** Opening Available data block **

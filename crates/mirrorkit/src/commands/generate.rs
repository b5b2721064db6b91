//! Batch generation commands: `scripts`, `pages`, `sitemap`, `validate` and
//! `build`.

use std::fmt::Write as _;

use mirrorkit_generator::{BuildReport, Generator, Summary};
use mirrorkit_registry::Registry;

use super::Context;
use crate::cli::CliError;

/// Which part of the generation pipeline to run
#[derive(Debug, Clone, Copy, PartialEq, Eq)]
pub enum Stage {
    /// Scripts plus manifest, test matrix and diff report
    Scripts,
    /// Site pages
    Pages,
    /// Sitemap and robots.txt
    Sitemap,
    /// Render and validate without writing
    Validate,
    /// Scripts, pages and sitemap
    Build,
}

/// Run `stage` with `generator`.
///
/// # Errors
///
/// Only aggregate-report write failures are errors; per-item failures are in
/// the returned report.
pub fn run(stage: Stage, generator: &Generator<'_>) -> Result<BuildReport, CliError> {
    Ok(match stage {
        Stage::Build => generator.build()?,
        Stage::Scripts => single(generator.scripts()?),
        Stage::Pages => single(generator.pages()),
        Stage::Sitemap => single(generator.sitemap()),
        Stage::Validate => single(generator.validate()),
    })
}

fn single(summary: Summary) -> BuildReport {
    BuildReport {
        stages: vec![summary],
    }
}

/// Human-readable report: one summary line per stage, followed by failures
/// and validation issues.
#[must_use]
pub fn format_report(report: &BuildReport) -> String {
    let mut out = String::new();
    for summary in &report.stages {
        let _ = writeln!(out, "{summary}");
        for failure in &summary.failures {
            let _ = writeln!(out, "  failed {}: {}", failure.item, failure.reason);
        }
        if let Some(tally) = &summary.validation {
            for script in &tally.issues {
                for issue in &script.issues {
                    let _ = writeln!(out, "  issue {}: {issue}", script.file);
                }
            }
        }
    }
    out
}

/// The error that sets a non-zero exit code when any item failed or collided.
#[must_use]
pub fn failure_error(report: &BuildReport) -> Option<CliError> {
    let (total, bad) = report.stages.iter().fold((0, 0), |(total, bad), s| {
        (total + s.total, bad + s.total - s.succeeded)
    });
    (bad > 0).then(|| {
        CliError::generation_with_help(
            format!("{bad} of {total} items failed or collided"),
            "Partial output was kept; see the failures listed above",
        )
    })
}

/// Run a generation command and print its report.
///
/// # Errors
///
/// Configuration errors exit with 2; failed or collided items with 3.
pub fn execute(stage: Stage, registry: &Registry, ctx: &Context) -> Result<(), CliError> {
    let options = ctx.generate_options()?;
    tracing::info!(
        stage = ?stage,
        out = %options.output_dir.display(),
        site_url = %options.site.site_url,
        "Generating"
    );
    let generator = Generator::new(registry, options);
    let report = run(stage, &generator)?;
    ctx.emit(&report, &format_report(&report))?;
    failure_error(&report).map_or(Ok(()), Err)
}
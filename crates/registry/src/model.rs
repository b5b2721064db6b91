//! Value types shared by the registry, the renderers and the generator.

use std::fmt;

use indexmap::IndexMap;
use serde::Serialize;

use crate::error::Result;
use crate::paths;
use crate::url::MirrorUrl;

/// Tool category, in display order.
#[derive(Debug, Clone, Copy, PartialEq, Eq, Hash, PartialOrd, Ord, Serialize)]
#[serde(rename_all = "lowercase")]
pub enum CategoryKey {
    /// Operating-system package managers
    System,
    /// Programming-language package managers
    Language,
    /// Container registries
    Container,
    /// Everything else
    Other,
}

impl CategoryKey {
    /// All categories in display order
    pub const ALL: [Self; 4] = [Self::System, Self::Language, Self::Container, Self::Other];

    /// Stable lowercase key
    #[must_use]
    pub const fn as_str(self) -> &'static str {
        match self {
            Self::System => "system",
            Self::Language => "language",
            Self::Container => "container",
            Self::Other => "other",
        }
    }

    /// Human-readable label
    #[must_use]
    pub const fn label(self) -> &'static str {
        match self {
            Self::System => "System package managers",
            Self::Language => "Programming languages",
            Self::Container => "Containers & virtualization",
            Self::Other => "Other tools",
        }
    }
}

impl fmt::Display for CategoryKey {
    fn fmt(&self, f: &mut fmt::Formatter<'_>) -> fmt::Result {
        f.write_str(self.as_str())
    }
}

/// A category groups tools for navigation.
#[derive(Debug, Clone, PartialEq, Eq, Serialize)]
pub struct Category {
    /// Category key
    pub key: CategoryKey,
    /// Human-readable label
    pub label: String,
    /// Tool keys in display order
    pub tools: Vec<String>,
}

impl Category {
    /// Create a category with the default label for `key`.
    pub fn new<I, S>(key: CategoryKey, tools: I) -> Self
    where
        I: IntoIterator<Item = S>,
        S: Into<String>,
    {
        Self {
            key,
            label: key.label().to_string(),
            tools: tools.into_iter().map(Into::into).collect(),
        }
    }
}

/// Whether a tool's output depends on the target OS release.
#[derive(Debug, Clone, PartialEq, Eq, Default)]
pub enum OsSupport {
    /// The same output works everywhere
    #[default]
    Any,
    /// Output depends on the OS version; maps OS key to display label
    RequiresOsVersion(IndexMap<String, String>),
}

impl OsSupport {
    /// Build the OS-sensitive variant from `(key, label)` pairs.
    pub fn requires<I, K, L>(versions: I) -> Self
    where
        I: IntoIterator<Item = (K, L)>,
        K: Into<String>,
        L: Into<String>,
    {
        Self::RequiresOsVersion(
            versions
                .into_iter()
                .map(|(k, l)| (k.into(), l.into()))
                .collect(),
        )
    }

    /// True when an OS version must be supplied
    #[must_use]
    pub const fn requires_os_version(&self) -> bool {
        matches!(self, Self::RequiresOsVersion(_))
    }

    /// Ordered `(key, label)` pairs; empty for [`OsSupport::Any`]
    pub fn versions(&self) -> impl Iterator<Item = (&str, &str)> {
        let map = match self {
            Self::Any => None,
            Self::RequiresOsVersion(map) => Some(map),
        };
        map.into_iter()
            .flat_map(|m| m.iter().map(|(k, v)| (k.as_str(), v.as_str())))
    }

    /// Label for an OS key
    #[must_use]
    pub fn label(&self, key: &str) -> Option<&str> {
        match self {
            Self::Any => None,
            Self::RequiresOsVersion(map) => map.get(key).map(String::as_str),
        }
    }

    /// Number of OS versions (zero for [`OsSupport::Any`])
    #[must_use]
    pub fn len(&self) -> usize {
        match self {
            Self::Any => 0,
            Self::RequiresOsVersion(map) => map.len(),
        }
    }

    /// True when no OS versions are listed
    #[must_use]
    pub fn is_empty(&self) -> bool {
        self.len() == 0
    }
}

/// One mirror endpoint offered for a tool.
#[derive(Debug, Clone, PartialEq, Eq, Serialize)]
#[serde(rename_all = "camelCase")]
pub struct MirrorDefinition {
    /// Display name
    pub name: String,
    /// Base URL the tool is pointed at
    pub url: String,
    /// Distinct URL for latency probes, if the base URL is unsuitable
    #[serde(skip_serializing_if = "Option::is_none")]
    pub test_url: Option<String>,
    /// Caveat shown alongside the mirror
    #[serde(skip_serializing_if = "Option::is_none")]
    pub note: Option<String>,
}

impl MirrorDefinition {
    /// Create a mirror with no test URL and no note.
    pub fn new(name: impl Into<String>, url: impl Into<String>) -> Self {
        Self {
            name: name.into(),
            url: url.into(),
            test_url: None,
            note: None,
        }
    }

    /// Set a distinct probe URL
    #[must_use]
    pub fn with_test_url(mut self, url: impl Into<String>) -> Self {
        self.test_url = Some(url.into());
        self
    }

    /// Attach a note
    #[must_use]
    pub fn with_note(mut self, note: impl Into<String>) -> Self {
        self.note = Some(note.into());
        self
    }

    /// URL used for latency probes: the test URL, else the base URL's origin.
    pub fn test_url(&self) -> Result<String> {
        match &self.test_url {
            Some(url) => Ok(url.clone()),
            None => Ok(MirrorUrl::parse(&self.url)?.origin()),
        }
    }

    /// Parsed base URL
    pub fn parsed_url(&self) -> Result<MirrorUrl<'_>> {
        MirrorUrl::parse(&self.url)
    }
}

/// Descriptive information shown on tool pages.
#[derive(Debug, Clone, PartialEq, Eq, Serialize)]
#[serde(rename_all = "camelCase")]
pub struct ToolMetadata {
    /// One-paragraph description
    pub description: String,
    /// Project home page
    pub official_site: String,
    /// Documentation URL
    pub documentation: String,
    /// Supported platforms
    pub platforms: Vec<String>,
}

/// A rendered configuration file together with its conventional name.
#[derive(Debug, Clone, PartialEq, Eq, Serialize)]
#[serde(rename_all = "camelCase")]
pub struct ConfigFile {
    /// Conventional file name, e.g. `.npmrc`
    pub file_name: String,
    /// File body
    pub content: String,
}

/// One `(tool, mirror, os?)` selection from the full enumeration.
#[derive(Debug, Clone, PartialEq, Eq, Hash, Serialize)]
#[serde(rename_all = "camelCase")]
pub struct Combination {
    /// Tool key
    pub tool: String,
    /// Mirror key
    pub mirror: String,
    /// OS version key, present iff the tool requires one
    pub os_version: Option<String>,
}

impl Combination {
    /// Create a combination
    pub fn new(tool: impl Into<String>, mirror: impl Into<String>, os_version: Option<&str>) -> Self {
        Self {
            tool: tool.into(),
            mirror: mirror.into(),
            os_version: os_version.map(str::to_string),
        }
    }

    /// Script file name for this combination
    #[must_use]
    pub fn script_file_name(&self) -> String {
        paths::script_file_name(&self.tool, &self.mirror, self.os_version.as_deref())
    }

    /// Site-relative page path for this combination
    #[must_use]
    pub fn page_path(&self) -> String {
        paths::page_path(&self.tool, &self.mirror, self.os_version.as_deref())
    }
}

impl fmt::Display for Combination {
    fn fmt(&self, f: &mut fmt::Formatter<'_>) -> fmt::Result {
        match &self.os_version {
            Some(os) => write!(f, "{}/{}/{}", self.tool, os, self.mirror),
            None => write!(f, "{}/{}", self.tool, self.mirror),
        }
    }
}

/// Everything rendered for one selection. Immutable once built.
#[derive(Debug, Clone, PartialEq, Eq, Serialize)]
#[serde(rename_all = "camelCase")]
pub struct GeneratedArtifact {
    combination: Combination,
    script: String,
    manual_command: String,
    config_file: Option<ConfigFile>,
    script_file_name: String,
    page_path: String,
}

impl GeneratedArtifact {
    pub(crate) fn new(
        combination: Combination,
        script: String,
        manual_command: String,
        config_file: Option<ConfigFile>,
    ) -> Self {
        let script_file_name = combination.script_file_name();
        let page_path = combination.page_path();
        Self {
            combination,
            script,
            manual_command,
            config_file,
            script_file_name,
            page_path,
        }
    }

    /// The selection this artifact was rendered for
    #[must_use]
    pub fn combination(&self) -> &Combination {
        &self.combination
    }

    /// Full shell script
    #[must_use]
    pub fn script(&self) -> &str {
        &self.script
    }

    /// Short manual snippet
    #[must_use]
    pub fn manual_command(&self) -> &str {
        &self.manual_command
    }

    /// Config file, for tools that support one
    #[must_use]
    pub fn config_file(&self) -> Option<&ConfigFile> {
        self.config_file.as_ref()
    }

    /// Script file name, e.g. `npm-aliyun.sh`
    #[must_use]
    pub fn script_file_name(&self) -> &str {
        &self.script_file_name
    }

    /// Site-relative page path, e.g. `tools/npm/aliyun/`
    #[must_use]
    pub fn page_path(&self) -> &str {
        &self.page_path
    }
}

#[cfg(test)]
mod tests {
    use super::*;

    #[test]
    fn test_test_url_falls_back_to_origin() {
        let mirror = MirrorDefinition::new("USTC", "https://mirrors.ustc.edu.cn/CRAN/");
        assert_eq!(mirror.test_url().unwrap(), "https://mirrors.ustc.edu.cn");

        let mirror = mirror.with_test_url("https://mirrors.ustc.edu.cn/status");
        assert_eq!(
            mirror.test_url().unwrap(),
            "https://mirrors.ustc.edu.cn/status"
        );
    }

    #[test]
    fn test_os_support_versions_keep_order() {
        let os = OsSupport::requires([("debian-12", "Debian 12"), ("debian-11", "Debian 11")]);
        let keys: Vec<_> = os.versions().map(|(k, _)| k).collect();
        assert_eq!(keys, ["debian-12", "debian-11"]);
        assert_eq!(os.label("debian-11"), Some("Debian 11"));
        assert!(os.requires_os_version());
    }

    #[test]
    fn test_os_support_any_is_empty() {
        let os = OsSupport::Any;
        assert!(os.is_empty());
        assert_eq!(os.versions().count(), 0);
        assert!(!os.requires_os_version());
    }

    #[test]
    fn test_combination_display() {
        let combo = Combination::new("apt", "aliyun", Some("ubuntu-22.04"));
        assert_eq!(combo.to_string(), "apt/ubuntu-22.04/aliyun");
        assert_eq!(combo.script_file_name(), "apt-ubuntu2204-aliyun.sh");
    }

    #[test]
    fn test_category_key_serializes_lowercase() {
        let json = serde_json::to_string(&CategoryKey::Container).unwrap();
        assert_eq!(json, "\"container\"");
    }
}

** Closing Available data block **

» Task statement
Give only the number of lines in the entries above that contain the string "aliyun".

» Written response
5